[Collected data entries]
········

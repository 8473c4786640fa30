//! Interactive color collection.
//!
//! Each round asks for a color name, a hex value and whether to continue,
//! derives the shade scale and records it in both registries. At most
//! [`MAX_COLORS`] rounds run.

use std::sync::Arc;

use thiserror::Error;

use crate::{
    hex::{HexError, hex_to_rgb, is_valid_hex, normalize_hex},
    prompt::{Field, FieldKind, prompt_sequence},
    registry::Palette,
    traits::{PromptError, Prompter, ShadeDeriver},
};

/// Hard cap on collection rounds.
pub const MAX_COLORS: usize = 5;

pub const COLOR_NAME_FIELD: &str = "colorName";
pub const COLOR_HEX_FIELD: &str = "colorHex";
pub const ADD_ANOTHER_FIELD: &str = "addAnother";

/// The three questions asked each round, in order.
pub const COLOR_QUESTIONS: [Field; 3] = [
    Field {
        name: COLOR_NAME_FIELD,
        message: "Enter the name for the color:",
        kind: FieldKind::Text {
            validate: validate_color_name,
        },
    },
    Field {
        name: COLOR_HEX_FIELD,
        message: "Enter the color in HEX format without #:",
        kind: FieldKind::Text {
            validate: validate_color_hex,
        },
    },
    Field {
        name: ADD_ANOTHER_FIELD,
        message: "Do you want to add another color?",
        kind: FieldKind::Confirm { default: false },
    },
];

pub fn validate_color_name(value: &str) -> Result<(), &'static str> {
    if value.trim().is_empty() {
        Err("Color name cannot be empty.")
    } else {
        Ok(())
    }
}

pub fn validate_color_hex(value: &str) -> Result<(), &'static str> {
    if is_valid_hex(value) {
        Ok(())
    } else {
        Err("Please enter a valid HEX color.")
    }
}

#[derive(Debug, Error)]
pub enum CollectError {
    #[error(transparent)]
    Prompt(#[from] PromptError),
    #[error("color {name:?} has an unusable hex value: {source}")]
    Hex {
        name: String,
        #[source]
        source: HexError,
    },
}

/// One validated answer pair. `hex` is normalized to lowercase `rrggbb`.
#[derive(Debug, Clone, PartialEq, Eq)]
pub struct ColorEntry {
    pub name: String,
    pub hex: String,
}

/// Everything gathered by one collection run.
#[derive(Debug, Clone, Default)]
pub struct Collection {
    /// Accepted entries in the order they were given, duplicates included.
    pub entries: Vec<ColorEntry>,
    pub palette: Palette,
}

/// Drives the question loop and builds the palette.
pub struct ColorCollector {
    deriver: Arc<dyn ShadeDeriver>,
}

impl ColorCollector {
    pub fn new(deriver: Arc<dyn ShadeDeriver>) -> Self {
        Self { deriver }
    }

    /// Run rounds until the user declines to continue or [`MAX_COLORS`]
    /// rounds have completed.
    pub fn collect(&self, prompter: &mut dyn Prompter) -> Result<Collection, CollectError> {
        let mut collection = Collection::default();

        while collection.entries.len() < MAX_COLORS {
            let answers = prompt_sequence(&mut *prompter, &COLOR_QUESTIONS)?;
            let name = answers.text(COLOR_NAME_FIELD)?.to_string();
            let add_another = answers.confirm(ADD_ANOTHER_FIELD)?;

            let hex = normalize_hex(answers.text(COLOR_HEX_FIELD)?).map_err(|source| {
                CollectError::Hex {
                    name: name.clone(),
                    source,
                }
            })?;

            self.record(&mut collection, ColorEntry { name, hex })?;

            if !add_another {
                break;
            }
        }

        if collection.entries.len() == MAX_COLORS {
            tracing::info!("Reached the limit of {} colors", MAX_COLORS);
        }

        Ok(collection)
    }

    fn record(&self, collection: &mut Collection, entry: ColorEntry) -> Result<(), CollectError> {
        let hex_error = |source| CollectError::Hex {
            name: entry.name.clone(),
            source,
        };

        let base = hex_to_rgb(&entry.hex).map_err(hex_error)?;
        let shades = self.deriver.derive(base);
        collection
            .palette
            .add_color(&entry.name, &shades)
            .map_err(hex_error)?;

        tracing::debug!(
            "Recorded color {:?} (#{}) with {} shades",
            entry.name,
            entry.hex,
            shades.len()
        );
        collection.entries.push(entry);
        Ok(())
    }
}
//! In-memory registries built during collection and consumed by the
//! formatters.
//!
//! Both registries are keyed by color name in entry order. Re-using a name
//! replaces the earlier color in place.

use indexmap::IndexMap;

use crate::hex::{HexError, Rgb, hex_to_rgb};
use crate::shades::ShadeMap;

/// Config key that aliases a color's base shade.
pub const DEFAULT_KEY: &str = "DEFAULT";

/// Shade that `DEFAULT` always points at.
pub const BASE_SHADE: &str = "500";

/// Config key to `rgb(var(...) / <alpha-value>)` expression.
pub type ConfigVariableSet = IndexMap<String, String>;

/// Shade label to `--color-<name>-<shade>: r g b;` declaration.
pub type CssVariableSet = IndexMap<String, String>;

/// `--color-<name>-<shade>`
pub fn variable_name(color: &str, shade: &str) -> String {
    format!("--color-{}-{}", color, shade)
}

/// Config value referencing a custom property, with an alpha placeholder
/// filled in by the consuming framework.
pub fn reference_expression(color: &str, shade: &str) -> String {
    format!(
        "rgb(var({}) / <alpha-value>)",
        variable_name(color, shade)
    )
}

/// Custom-property declaration holding a space separated RGB triple.
pub fn declaration(color: &str, shade: &str, rgb: Rgb) -> String {
    format!("{}: {};", variable_name(color, shade), rgb)
}

#[derive(Debug, Clone, Default, PartialEq, Eq)]
pub struct ThemeRegistry {
    colors: IndexMap<String, ConfigVariableSet>,
}

impl ThemeRegistry {
    pub fn insert(&mut self, name: String, set: ConfigVariableSet) {
        self.colors.insert(name, set);
    }

    pub fn get(&self, name: &str) -> Option<&ConfigVariableSet> {
        self.colors.get(name)
    }

    pub fn iter(&self) -> impl Iterator<Item = (&String, &ConfigVariableSet)> {
        self.colors.iter()
    }

    pub fn len(&self) -> usize {
        self.colors.len()
    }

    pub fn is_empty(&self) -> bool {
        self.colors.is_empty()
    }
}

#[derive(Debug, Clone, Default, PartialEq, Eq)]
pub struct StyleRegistry {
    colors: IndexMap<String, CssVariableSet>,
}

impl StyleRegistry {
    pub fn insert(&mut self, name: String, set: CssVariableSet) {
        self.colors.insert(name, set);
    }

    pub fn get(&self, name: &str) -> Option<&CssVariableSet> {
        self.colors.get(name)
    }

    pub fn iter(&self) -> impl Iterator<Item = (&String, &CssVariableSet)> {
        self.colors.iter()
    }

    pub fn len(&self) -> usize {
        self.colors.len()
    }

    pub fn is_empty(&self) -> bool {
        self.colors.is_empty()
    }
}

/// Both registries, always updated together.
#[derive(Debug, Clone, Default, PartialEq, Eq)]
pub struct Palette {
    pub theme: ThemeRegistry,
    pub styles: StyleRegistry,
}

impl Palette {
    pub fn new() -> Self {
        Self::default()
    }

    /// Record one color's shades in both registries.
    ///
    /// Shades are converted before either registry is touched, so a bad hex
    /// value leaves the palette unchanged.
    pub fn add_color(&mut self, name: &str, shades: &ShadeMap) -> Result<(), HexError> {
        let mut config_set = ConfigVariableSet::new();
        let mut css_set = CssVariableSet::new();

        for (shade, hex) in shades {
            let rgb = hex_to_rgb(hex)?;
            config_set.insert(shade.clone(), reference_expression(name, shade));
            css_set.insert(shade.clone(), declaration(name, shade, rgb));
        }

        if !shades.is_empty() {
            config_set.insert(
                DEFAULT_KEY.to_string(),
                reference_expression(name, BASE_SHADE),
            );
        }

        self.theme.insert(name.to_string(), config_set);
        self.styles.insert(name.to_string(), css_set);
        Ok(())
    }

    /// Number of distinct color names recorded.
    pub fn len(&self) -> usize {
        self.theme.len()
    }

    pub fn is_empty(&self) -> bool {
        self.theme.is_empty()
    }
}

········

Extract all lines from the data in which "ThemeRegistry" is found.

pub struct ThemeRegistry {
impl ThemeRegistry {
    pub theme: ThemeRegistry,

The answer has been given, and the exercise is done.